Der EuGH hat mit seinem Urteil (Az.: C-511/08) vom 15. April 2010 den Verbraucherschutz bei Fernabsatzverträgen gestärkt. Insbesondere geht es um Verträgen im Online-Versandhandel bei denen die Portokosten einen entscheidenden Aspekt der Gesamtkosten darstellen können.
In dem einschlägigen Fall handelte es sich um ein Onlineversandhaus, das dem Kunden die Hinsendekosten nicht erstattete, wenn dieser von seinem gesetzlichen Widerrufsrecht Gebrauch machte.

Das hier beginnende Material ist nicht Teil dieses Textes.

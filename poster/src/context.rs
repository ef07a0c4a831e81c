//! Routes poster operations to the local node or to a remote server.
use std::collections::hash_map::{Entry, HashMap};
use std::sync::Arc;

use crate::client::RpcClient;
use crate::local::{LocalGuard, LocalPoster};
use crate::op::{Endianness, Op};
use crate::remote::{RemoteGuard, RemotePoster};
use crate::{Config, Error, IoctlCmd, IoctlReply, Node, NodeConfig, Result};

/// A poster handle of either backend.
#[derive(Clone, Debug)]
pub enum Poster {
    Local(LocalPoster),
    Remote(RemotePoster),
}

/// A taken poster of either backend, see [`Context::take`].
pub enum Taken<'a> {
    Local(LocalGuard<'a>),
    Remote(RemoteGuard<'a>),
}

/// The poster state of one process.
///
/// Holds the configuration, the local node if this process is attached to one, the registry of
/// names already found, and one connection per remote host in use.
pub struct Context {
    config: Config,
    node: Option<Arc<Node>>,
    registry: HashMap<String, Poster>,
    clients: HashMap<String, RpcClient>,
}

impl Context {
    pub fn new(config: Config, node: Option<Arc<Node>>) -> Self {
        Context {
            config,
            node,
            registry: HashMap::new(),
            clients: HashMap::new(),
        }
    }

    /// Configure from the environment, attaching to a handed-down segment if there is one.
    pub fn from_env() -> Result<Self> {
        let config = Config::from_env()?;
        let node = Node::from_env(&NodeConfig::default())?;
        Ok(Self::new(config, node))
    }

    pub fn config(&self) -> &Config {
        &self.config
    }

    pub fn node(&self) -> Option<&Arc<Node>> {
        self.node.as_ref()
    }

    /// The connection to `host`, replacing it if a previous call broke it.
    fn client(&mut self, host: &str) -> Result<&mut RpcClient> {
        let timeout = self.config.wait.duration();

        if self.clients.get(host).map_or(false, RpcClient::is_broken) {
            tracing::debug!(host, "reconnecting to poster server");
            self.clients.remove(host);
        }

        match self.clients.entry(host.to_owned()) {
            Entry::Occupied(entry) => Ok(entry.into_mut()),
            Entry::Vacant(entry) => Ok(entry.insert(RpcClient::connect(host, timeout)?)),
        }
    }

    /// Create a poster of `size` zeroed bytes.
    ///
    /// With `POSTER_HOST` set it is created on that host, otherwise in the local node.
    pub fn create(&mut self, name: &str, size: usize) -> Result<Poster> {
        let poster = if let Some(host) = self.config.remote_host.clone() {
            let client = self.client(&host)?;
            Poster::Remote(RemotePoster::create(client, name, size)?)
        } else if let Some(node) = &self.node {
            Poster::Local(node.create(name, size)?)
        } else {
            return Err(Error::ConfigurationMissing(
                "neither a local node nor POSTER_HOST",
            ));
        };

        self.registry.insert(name.to_owned(), poster.clone());
        Ok(poster)
    }

    /// Find a poster by name.
    ///
    /// Names found before are answered from the registry, unless the poster has since
    /// disappeared. Otherwise `POSTER_HOST` if set, or else the local node and then every host
    /// of `POSTER_PATH` in order.
    pub fn find(&mut self, name: &str) -> Result<Poster> {
        if let Some(mut cached) = self.registry.get(name).cloned() {
            if self.size(&mut cached) > 0 {
                self.registry.insert(name.to_owned(), cached.clone());
                return Ok(cached);
            }

            tracing::debug!(name, "dropping stale registry entry");
            self.registry.remove(name);
        }

        let poster = self.lookup(name)?;
        self.registry.insert(name.to_owned(), poster.clone());
        Ok(poster)
    }

    fn lookup(&mut self, name: &str) -> Result<Poster> {
        if let Some(host) = self.config.remote_host.clone() {
            let client = self.client(&host)?;
            return Ok(Poster::Remote(RemotePoster::find(client, name)?));
        }

        match &self.node {
            Some(node) => match node.find(name) {
                Ok(poster) => return Ok(Poster::Local(poster)),
                Err(Error::NotFound) => {}
                Err(err) => return Err(err),
            },
            None if self.config.search_path.is_empty() => {
                return Err(Error::ConfigurationMissing(
                    "neither a local node, POSTER_HOST nor POSTER_PATH",
                ))
            }
            None => {}
        }

        for host in self.config.search_path.clone() {
            match self
                .client(&host)
                .and_then(|client| RemotePoster::find(client, name))
            {
                Ok(poster) => return Ok(Poster::Remote(poster)),
                Err(err) => tracing::debug!(host, name, error = %err, "poster not on search host"),
            }
        }

        Err(Error::NotFound)
    }

    /// The current size of a poster, `0` if it no longer exists or can not be reached.
    pub fn size(&mut self, poster: &mut Poster) -> usize {
        match poster {
            Poster::Local(poster) => poster.size(),
            Poster::Remote(poster) => {
                let host = poster.host().to_owned();
                match self
                    .client(&host)
                    .and_then(|client| poster.refresh_size(client))
                {
                    Ok(size) => size,
                    Err(err) => {
                        tracing::debug!(host, error = %err, "remote poster size unavailable");
                        0
                    }
                }
            }
        }
    }

    /// Acquire exclusive access to a poster for `op`.
    ///
    /// Local posters wait in line behind earlier takers for at most the configured wait. Remote
    /// posters are pulled into their cache, see [`RemotePoster::take`].
    pub fn take<'a>(&'a mut self, poster: &'a mut Poster, op: Op) -> Result<Taken<'a>> {
        match poster {
            Poster::Local(poster) => Ok(Taken::Local(poster.take(op, self.config.wait)?)),
            Poster::Remote(poster) => {
                let host = poster.host().to_owned();
                let client = self.client(&host)?;
                Ok(Taken::Remote(poster.take(client, op)?))
            }
        }
    }

    pub fn read(&mut self, poster: &mut Poster, offset: usize, buf: &mut [u8]) -> Result<usize> {
        match poster {
            Poster::Local(poster) => poster.read(offset, buf, self.config.wait),
            Poster::Remote(poster) => {
                let host = poster.host().to_owned();
                poster.read(self.client(&host)?, offset, buf)
            }
        }
    }

    pub fn write(&mut self, poster: &mut Poster, offset: usize, data: &[u8]) -> Result<usize> {
        match poster {
            Poster::Local(poster) => poster.write(offset, data, self.config.wait),
            Poster::Remote(poster) => {
                let host = poster.host().to_owned();
                poster.write(self.client(&host)?, offset, data)
            }
        }
    }

    pub fn ioctl(&mut self, poster: &mut Poster, cmd: IoctlCmd) -> Result<IoctlReply> {
        match poster {
            Poster::Local(poster) => poster.ioctl(cmd, self.config.wait),
            Poster::Remote(poster) => {
                let host = poster.host().to_owned();
                poster.ioctl(self.client(&host)?, cmd)
            }
        }
    }

    pub fn resize(&mut self, poster: &mut Poster, size: usize) -> Result<()> {
        match poster {
            Poster::Local(poster) => poster.resize(size, self.config.wait),
            Poster::Remote(poster) => {
                let host = poster.host().to_owned();
                poster.resize(self.client(&host)?, size)
            }
        }
    }

    /// Delete a poster.
    ///
    /// Other handles to it, in this process or others, are not told. Their next operation fails.
    pub fn delete(&mut self, poster: &mut Poster) -> Result<()> {
        match poster {
            Poster::Local(poster) => poster.delete(self.config.wait),
            Poster::Remote(poster) => {
                let host = poster.host().to_owned();
                poster.delete(self.client(&host)?)
            }
        }
    }
}

impl Poster {
    pub fn is_local(&self) -> bool {
        matches!(self, Poster::Local(_))
    }

    pub fn endianness(&self) -> Endianness {
        match self {
            Poster::Local(poster) => poster.endianness(),
            Poster::Remote(poster) => poster.endianness(),
        }
    }
}

impl Taken<'_> {
    pub fn op(&self) -> Op {
        match self {
            Taken::Local(guard) => guard.op(),
            Taken::Remote(guard) => guard.op(),
        }
    }

    pub fn data(&self) -> &[u8] {
        match self {
            Taken::Local(guard) => guard.data(),
            Taken::Remote(guard) => guard.data(),
        }
    }

    pub fn data_mut(&mut self) -> Result<&mut [u8]> {
        match self {
            Taken::Local(guard) => guard.data_mut(),
            Taken::Remote(guard) => guard.data_mut(),
        }
    }

    /// End the access. Only a remote write access can fail here, pushing its content.
    pub fn give(self) -> Result<()> {
        match self {
            Taken::Local(guard) => {
                guard.give();
                Ok(())
            }
            Taken::Remote(guard) => guard.give(),
        }
    }
}

impl core::fmt::Debug for Context {
    fn fmt(&self, f: &mut core::fmt::Formatter<'_>) -> core::fmt::Result {
        f.debug_struct("Context")
            .field("config", &self.config)
            .field("node", &self.node)
            .field("registered", &self.registry.len())
            .field("clients", &self.clients.len())
            .finish()
    }
}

Art 6 I der EU-Richtlinie 97/7/EG sieht jedoch vor, dass die einzigen Kosten, die dem Verbraucher infolge der Ausübung seines Widerrufsrechts auferlegt werden können die unmittelbaren Kosten der Rücksendung der Waren sind. Zudem ist der Lieferer grundsätzlich verpflichtet, dem Verbraucher im Fall des Widerrufs sämtliche geleistete Zahlungen unabhängig von deren Grund zu erstatten. Der EuGH hatte nun zu entscheiden, ob dies auch die ursprünglichen Hinsendekosten bzw. die Versandkostenpauschale beinhaltet.

Dem EuGH zufolge sind auch die Hinsendekosten zu erstatten. Dem Verbraucher können keineswegs Rück- und Hinsendekosten auferlegt werden, da sonst kein „ausgewogener Riskoausgleich“ zwischen Verbraucher und Händler bestehen würde und der Verbraucher eventuell davon abgehalten würde von seinem Widerrufsrecht Gebrauch zu machen.

Das Ersuchen, die Schlussanträge sowie das Urteil sind auf den Seiten des EuGH abrufbar.